III. – Lavender Soap
Oh, how she had tried desperately to wash those caresses away.
But he had promised that she would never be able to, and he had been right about that, too. How she loathed him, hated him with every fiber of her being. She wouldn't mind the hate so much, if she could just move beyond the fear. But the two went hand in hand, blackening her heart until she locked herself in her room at nights and cried violently with the sheer pain of the knowledge that something important had been stripped away from her, by someone so hideous and awful.
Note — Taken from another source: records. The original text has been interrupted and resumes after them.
//! End-to-end checks across generation, MST computation, and benchmarking.

use mstbench_core::{
    BenchmarkBuilder, BenchmarkErrorCode, GeneratorConfig, GraphGenerator, LatticeKind, MstEngine,
    MstStrategy,
};
use rand::{SeedableRng, rngs::SmallRng};
use rstest::rstest;

#[rstest]
#[case::kruskal(MstStrategy::Kruskal)]
#[case::prim(MstStrategy::Prim)]
fn sixteen_vertex_graph_yields_fifteen_tree_edges(#[case] strategy: MstStrategy) {
    let mut rng = SmallRng::seed_from_u64(2024);
    let graph = GraphGenerator::default()
        .generate(16, &mut rng)
        .expect("generation must succeed");
    assert_eq!(graph.vertex_count(), 16);
    assert!(graph.is_connected());

    let result = MstEngine::new(strategy)
        .compute(&graph, &mut rng)
        .expect("mst must succeed");
    assert_eq!(result.edges().len(), 15);
    assert!(result.contains_edge(result.critical_link().edge()));
}

#[test]
fn both_strategies_find_the_same_weight_on_one_weighting() {
    let mut rng = SmallRng::seed_from_u64(77);
    let graph = GraphGenerator::new(GeneratorConfig {
        lattice: LatticeKind::Orthogonal,
        ..GeneratorConfig::default()
    })
    .expect("config is valid")
    .generate(40, &mut rng)
    .expect("generation must succeed");

    let kruskal = MstEngine::new(MstStrategy::Kruskal)
        .compute(&graph, &mut rng)
        .expect("kruskal must succeed");
    let critical = kruskal.critical_link().edge();
    let prim = MstEngine::new(MstStrategy::Prim)
        .solve(kruskal.graph().clone(), critical)
        .expect("prim must succeed");

    assert_eq!(kruskal.total_weight(), prim.total_weight());
}

#[test]
fn benchmark_reports_two_sizes_of_five_trials() {
    let report = BenchmarkBuilder::new()
        .with_vertex_step(8)
        .with_max_vertices(16)
        .with_trials_per_step(5)
        .build()
        .expect("configuration is valid")
        .run()
        .expect("benchmark must succeed");

    let pairs: Vec<(usize, f64)> = report.pairs().collect();
    assert_eq!(pairs.len(), 2);
    assert_eq!(pairs[0].0, 8);
    assert_eq!(pairs[1].0, 16);
    for step in report.steps() {
        assert_eq!(step.trials().len(), 5);
    }
}

#[test]
fn zero_step_is_a_configuration_error() {
    let err = BenchmarkBuilder::new()
        .with_vertex_step(0)
        .build()
        .expect_err("zero step must be rejected");
    assert_eq!(err.code(), BenchmarkErrorCode::ZeroVertexStep);
    assert_eq!(err.code().as_str(), "BENCHMARK_ZERO_VERTEX_STEP");
    assert_eq!(err.trial_code(), None);
}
She would scrub her delicate, pale skin until it was pink and raw, and yet still have the dismal nightmares of Adet leering at her, doing more than just kissing her pretty skin. As she grew older, she dreamed of him ripping her fine, satin gowns from her body, forcing himself upon her. She would wake, arching against the dampness of her nightdress, horrified at how frightening her dreams were, and how she was reacting to them.
How could she give herself to any man, if physical affection was so disheartening and terrifying? Or did she want it to be brutal?
No. She couldn't possibly want that. But she couldn't possibly see herself marrying, and even if she did, she would always have this fear. How did one move beyond such an overpowering emotion? How could she give herself freely to her husband without always hating the physical actions?
The haunted look remained her in her eyes, and as the months passed, her father came to accept it as merely her aristocratic upbringing – a regal aloofness that defined so many women of their caste – instead of fear.